Blog — The Snow Report
Once you’ve got a compelling story idea, an expert source at the ready, and a particular journalist in mind, it’s time to write that pitch. How well this is done can be the difference between an interview and an express route to the trash bin. Consider following these simple steps for maximum likelihood of success.
Keep it Short
The journalist you’re contacting is likely under a current deadline. Chances are also excellent that they constantly receive unprompted story suggestions, some of which are only marginally relevant to their beat. They don’t have time to read a novel, so you’d better get to the point quickly.

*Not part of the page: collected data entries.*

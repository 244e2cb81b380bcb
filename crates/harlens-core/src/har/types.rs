use serde::{Deserialize, Deserializer, Serialize};
use url::Url;

/// Deserialize a field that may be absent or `null` into its default value.
///
/// Browser exports are inconsistent about optional fields, so every field of
/// the model goes through this instead of failing the whole capture.
fn null_default<'de, D, T>(deserializer: D) -> Result<T, D::Error>
where
    D: Deserializer<'de>,
    T: Default + Deserialize<'de>,
{
    Ok(Option::<T>::deserialize(deserializer)?.unwrap_or_default())
}

/// Integer field that tolerates floats (truncated) and non-numbers (zero)
fn lenient_i64<'de, D>(deserializer: D) -> Result<i64, D::Error>
where
    D: Deserializer<'de>,
{
    let value = serde_json::Value::deserialize(deserializer)?;
    Ok(match value {
        serde_json::Value::Number(n) => n
            .as_i64()
            .or_else(|| n.as_f64().map(|f| f as i64))
            .unwrap_or_default(),
        _ => 0,
    })
}

/// Float field that maps non-numbers to zero
fn lenient_f64<'de, D>(deserializer: D) -> Result<f64, D::Error>
where
    D: Deserializer<'de>,
{
    let value = serde_json::Value::deserialize(deserializer)?;
    Ok(value.as_f64().unwrap_or_default())
}

/// Optional timing phase; anything but a number is absent
fn lenient_phase<'de, D>(deserializer: D) -> Result<Option<f64>, D::Error>
where
    D: Deserializer<'de>,
{
    let value = serde_json::Value::deserialize(deserializer)?;
    Ok(value.as_f64())
}

/// Entries decoded one at a time; an entry that does not fit the model is
/// kept as [`Entry::default`] so it still counts
fn lenient_entries<'de, D>(deserializer: D) -> Result<Vec<Entry>, D::Error>
where
    D: Deserializer<'de>,
{
    let raw = Option::<Vec<serde_json::Value>>::deserialize(deserializer)?.unwrap_or_default();
    Ok(raw
        .into_iter()
        .enumerate()
        .map(|(idx, value)| {
            Entry::deserialize(value).unwrap_or_else(|e| {
                tracing::warn!("Entry {} does not fit the HAR model, kept empty: {}", idx, e);
                Entry::default()
            })
        })
        .collect())
}

/// Top-level HAR object
#[derive(Debug, Clone, Default, Serialize, Deserialize)]
pub struct Har {
    #[serde(default, deserialize_with = "null_default")]
    pub log: Log,
}

/// Main HAR log object
#[derive(Debug, Clone, Default, Serialize, Deserialize)]
pub struct Log {
    #[serde(default, deserialize_with = "null_default")]
    pub version: String,
    #[serde(default, deserialize_with = "lenient_entries")]
    pub entries: Vec<Entry>,
}

/// Individual HTTP transaction entry
#[derive(Debug, Clone, Default, Serialize, Deserialize)]
pub struct Entry {
    #[serde(
        rename = "startedDateTime",
        default,
        deserialize_with = "null_default"
    )]
    pub started_date_time: String,
    #[serde(default, deserialize_with = "lenient_f64")]
    pub time: f64,
    #[serde(default, deserialize_with = "null_default")]
    pub request: Request,
    #[serde(default, deserialize_with = "null_default")]
    pub response: Response,
    #[serde(default, deserialize_with = "null_default")]
    pub timings: Timings,
    #[serde(rename = "_initiator", default, skip_serializing_if = "Option::is_none")]
    pub initiator: Option<Initiator>,
    #[serde(
        rename = "_webSocketMessages",
        default,
        skip_serializing_if = "Option::is_none"
    )]
    pub websocket_messages: Option<Vec<WebSocketMessage>>,
}

/// HTTP request
#[derive(Debug, Clone, Default, Serialize, Deserialize)]
pub struct Request {
    #[serde(default, deserialize_with = "null_default")]
    pub method: String,
    #[serde(default, deserialize_with = "null_default")]
    pub url: String,
    #[serde(rename = "httpVersion", default, deserialize_with = "null_default")]
    pub http_version: String,
    #[serde(default, deserialize_with = "null_default")]
    pub cookies: Vec<Cookie>,
    #[serde(default, deserialize_with = "null_default")]
    pub headers: Vec<Header>,
    #[serde(rename = "queryString", default, deserialize_with = "null_default")]
    pub query_string: Vec<QueryParam>,
    #[serde(rename = "postData", default, skip_serializing_if = "Option::is_none")]
    pub post_data: Option<PostData>,
    #[serde(rename = "bodySize", default, deserialize_with = "lenient_i64")]
    pub body_size: i64,
}

/// HTTP response
#[derive(Debug, Clone, Default, Serialize, Deserialize)]
pub struct Response {
    #[serde(default, deserialize_with = "lenient_i64")]
    pub status: i64,
    #[serde(rename = "statusText", default, deserialize_with = "null_default")]
    pub status_text: String,
    #[serde(rename = "httpVersion", default, deserialize_with = "null_default")]
    pub http_version: String,
    #[serde(default, deserialize_with = "null_default")]
    pub cookies: Vec<Cookie>,
    #[serde(default, deserialize_with = "null_default")]
    pub headers: Vec<Header>,
    #[serde(default, deserialize_with = "null_default")]
    pub content: Content,
    #[serde(rename = "redirectURL", default, deserialize_with = "null_default")]
    pub redirect_url: String,
    #[serde(rename = "bodySize", default, deserialize_with = "lenient_i64")]
    pub body_size: i64,
}

/// Cookie
#[derive(Debug, Clone, Default, Serialize, Deserialize)]
pub struct Cookie {
    #[serde(default, deserialize_with = "null_default")]
    pub name: String,
    #[serde(default, deserialize_with = "null_default")]
    pub value: String,
    #[serde(default, skip_serializing_if = "Option::is_none")]
    pub path: Option<String>,
    #[serde(default, skip_serializing_if = "Option::is_none")]
    pub domain: Option<String>,
    #[serde(rename = "httpOnly", default, skip_serializing_if = "Option::is_none")]
    pub http_only: Option<bool>,
    #[serde(default, skip_serializing_if = "Option::is_none")]
    pub secure: Option<bool>,
    #[serde(rename = "sameSite", default, skip_serializing_if = "Option::is_none")]
    pub same_site: Option<String>,
}

/// HTTP header
#[derive(Debug, Clone, Default, Serialize, Deserialize)]
pub struct Header {
    #[serde(default, deserialize_with = "null_default")]
    pub name: String,
    #[serde(default, deserialize_with = "null_default")]
    pub value: String,
}

/// Query parameter
#[derive(Debug, Clone, Default, Serialize, Deserialize)]
pub struct QueryParam {
    #[serde(default, deserialize_with = "null_default")]
    pub name: String,
    #[serde(default, deserialize_with = "null_default")]
    pub value: String,
}

/// POST data
#[derive(Debug, Clone, Default, Serialize, Deserialize)]
pub struct PostData {
    #[serde(rename = "mimeType", default, deserialize_with = "null_default")]
    pub mime_type: String,
    #[serde(default, deserialize_with = "null_default")]
    pub params: Vec<Param>,
    #[serde(default, skip_serializing_if = "Option::is_none")]
    pub text: Option<String>,
}

/// POST parameter
#[derive(Debug, Clone, Default, Serialize, Deserialize)]
pub struct Param {
    #[serde(default, deserialize_with = "null_default")]
    pub name: String,
    #[serde(default, skip_serializing_if = "Option::is_none")]
    pub value: Option<String>,
    #[serde(rename = "fileName", default, skip_serializing_if = "Option::is_none")]
    pub file_name: Option<String>,
}

/// Response content
#[derive(Debug, Clone, Default, Serialize, Deserialize)]
pub struct Content {
    #[serde(default, deserialize_with = "lenient_i64")]
    pub size: i64,
    #[serde(rename = "mimeType", default, deserialize_with = "null_default")]
    pub mime_type: String,
    #[serde(default, skip_serializing_if = "Option::is_none")]
    pub text: Option<String>,
    #[serde(default, skip_serializing_if = "Option::is_none")]
    pub encoding: Option<String>,
}

/// Timing information
///
/// HAR uses `-1` for phases that do not apply; [`Timings::phase`] folds those
/// into "absent".
#[derive(Debug, Clone, Default, Serialize, Deserialize)]
pub struct Timings {
    #[serde(
        default,
        deserialize_with = "lenient_phase",
        skip_serializing_if = "Option::is_none"
    )]
    pub blocked: Option<f64>,
    #[serde(
        default,
        deserialize_with = "lenient_phase",
        skip_serializing_if = "Option::is_none"
    )]
    pub dns: Option<f64>,
    #[serde(
        default,
        deserialize_with = "lenient_phase",
        skip_serializing_if = "Option::is_none"
    )]
    pub connect: Option<f64>,
    #[serde(
        default,
        deserialize_with = "lenient_phase",
        skip_serializing_if = "Option::is_none"
    )]
    pub ssl: Option<f64>,
    #[serde(
        default,
        deserialize_with = "lenient_phase",
        skip_serializing_if = "Option::is_none"
    )]
    pub send: Option<f64>,
    #[serde(
        default,
        deserialize_with = "lenient_phase",
        skip_serializing_if = "Option::is_none"
    )]
    pub wait: Option<f64>,
    #[serde(
        default,
        deserialize_with = "lenient_phase",
        skip_serializing_if = "Option::is_none"
    )]
    pub receive: Option<f64>,
}

/// One of the seven HAR timing phases
#[derive(Debug, Clone, Copy, PartialEq, Eq, Serialize, Deserialize)]
#[serde(rename_all = "lowercase")]
pub enum Phase {
    Blocked,
    Dns,
    Connect,
    Ssl,
    Send,
    Wait,
    Receive,
}

impl Phase {
    pub const ALL: [Phase; 7] = [
        Phase::Blocked,
        Phase::Dns,
        Phase::Connect,
        Phase::Ssl,
        Phase::Send,
        Phase::Wait,
        Phase::Receive,
    ];

    pub fn as_str(&self) -> &'static str {
        match self {
            Phase::Blocked => "Blocked",
            Phase::Dns => "DNS",
            Phase::Connect => "Connect",
            Phase::Ssl => "SSL",
            Phase::Send => "Send",
            Phase::Wait => "Wait",
            Phase::Receive => "Receive",
        }
    }
}

impl Timings {
    /// Duration of a phase in ms; `0.0` when absent or negative
    pub fn phase(&self, phase: Phase) -> f64 {
        let value = match phase {
            Phase::Blocked => self.blocked,
            Phase::Dns => self.dns,
            Phase::Connect => self.connect,
            Phase::Ssl => self.ssl,
            Phase::Send => self.send,
            Phase::Wait => self.wait,
            Phase::Receive => self.receive,
        };
        value.filter(|v| *v > 0.0).unwrap_or(0.0)
    }
}

/// Chrome's `_initiator` extension
#[derive(Debug, Clone, Default, Serialize, Deserialize)]
pub struct Initiator {
    #[serde(rename = "type", default, deserialize_with = "null_default")]
    pub kind: String,
}

/// Chrome's `_webSocketMessages` extension
#[derive(Debug, Clone, Default, Serialize, Deserialize)]
pub struct WebSocketMessage {
    #[serde(rename = "type", default, deserialize_with = "null_default")]
    pub kind: String,
    #[serde(default, deserialize_with = "lenient_f64")]
    pub time: f64,
    #[serde(default, deserialize_with = "lenient_i64")]
    pub opcode: i64,
    #[serde(default, deserialize_with = "null_default")]
    pub data: String,
}

fn find_header<'a>(headers: &'a [Header], name: &str) -> &'a str {
    headers
        .iter()
        .find(|h| h.name.eq_ignore_ascii_case(name))
        .map(|h| h.value.as_str())
        .unwrap_or("")
}

impl Entry {
    /// Request header value by case-insensitive name, `""` when absent
    pub fn request_header(&self, name: &str) -> &str {
        find_header(&self.request.headers, name)
    }

    /// Response header value by case-insensitive name, `""` when absent
    pub fn response_header(&self, name: &str) -> &str {
        find_header(&self.response.headers, name)
    }

    pub fn has_response_header(&self, name: &str) -> bool {
        self.response
            .headers
            .iter()
            .any(|h| h.name.eq_ignore_ascii_case(name))
    }

    /// All values of a response header, e.g. every `Set-Cookie` line
    pub fn response_header_values<'a>(&'a self, name: &'a str) -> impl Iterator<Item = &'a str> {
        self.response
            .headers
            .iter()
            .filter(move |h| h.name.eq_ignore_ascii_case(name))
            .map(|h| h.value.as_str())
    }

    pub fn parsed_url(&self) -> Option<Url> {
        Url::parse(&self.request.url).ok()
    }

    /// Network location (host plus explicit port), `"unknown"` when the URL
    /// does not parse
    pub fn host(&self) -> String {
        match self.parsed_url() {
            Some(url) => network_location(&url),
            None => "unknown".to_string(),
        }
    }

    pub fn scheme(&self) -> String {
        self.parsed_url()
            .map(|u| u.scheme().to_string())
            .unwrap_or_default()
    }

    pub fn path(&self) -> String {
        match self.parsed_url() {
            Some(url) => url.path().to_string(),
            None => self.request.url.clone(),
        }
    }

    /// Response MIME type without parameters, lower-cased
    pub fn base_mime(&self) -> String {
        base_mime(&self.response.content.mime_type)
    }

    /// Uncompressed response size, never negative
    pub fn response_size(&self) -> u64 {
        self.response.content.size.max(0) as u64
    }

    pub fn elapsed(&self) -> f64 {
        if self.time.is_finite() && self.time > 0.0 {
            self.time
        } else {
            0.0
        }
    }

    pub fn initiator_kind(&self) -> &str {
        self.initiator
            .as_ref()
            .map(|i| i.kind.as_str())
            .filter(|k| !k.is_empty())
            .unwrap_or("other")
    }
}

/// Host with its explicit port, mirroring a URL's netloc
pub fn network_location(url: &Url) -> String {
    let host = url.host_str().unwrap_or("");
    match url.port() {
        Some(port) => format!("{}:{}", host, port),
        None => host.to_string(),
    }
}

/// Strip parameters from a MIME type: `text/html; charset=utf-8` -> `text/html`
pub fn base_mime(raw: &str) -> String {
    if let Ok(parsed) = raw.trim().parse::<mime::Mime>() {
        return parsed.essence_str().to_lowercase();
    }
    let essence = raw.split(';').next().unwrap_or("").trim().to_lowercase();
    if essence.is_empty() {
        "unknown".to_string()
    } else {
        essence
    }
}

Don’t beat around the bush. Use the subject line to quickly summarize why you’re writing. Tell them what the story is, your source’s credentials, and what they can offer. A general rule of thumb to follow is three paragraphs maximum – and by paragraphs, I mean 2-4 sentences per paragraph.
Keep it Interesting
This is a no-brainer that can also be difficult to get right. I generally try not to get too cute when pitching journalists, but I don’t want to be overly vanilla either. Strive for punchy, concise copy that tells the reporter exactly how you envision the story, and your source’s compelling role within that story.
Keep it Custom
Whenever possible, tailor the pitch for the journalist that’s receiving it. Mention the publication. Talk about an upcoming issue for which this story would be a perfect fit. Make sure they know that you wrote this pitch with them specifically in mind.
And whatever you do, don’t use the salutations “Dear Sir or Madam”, “Hello”, or another generic greeting that basically screams “You’re on a mass media list and every one of them got this exact pitch.”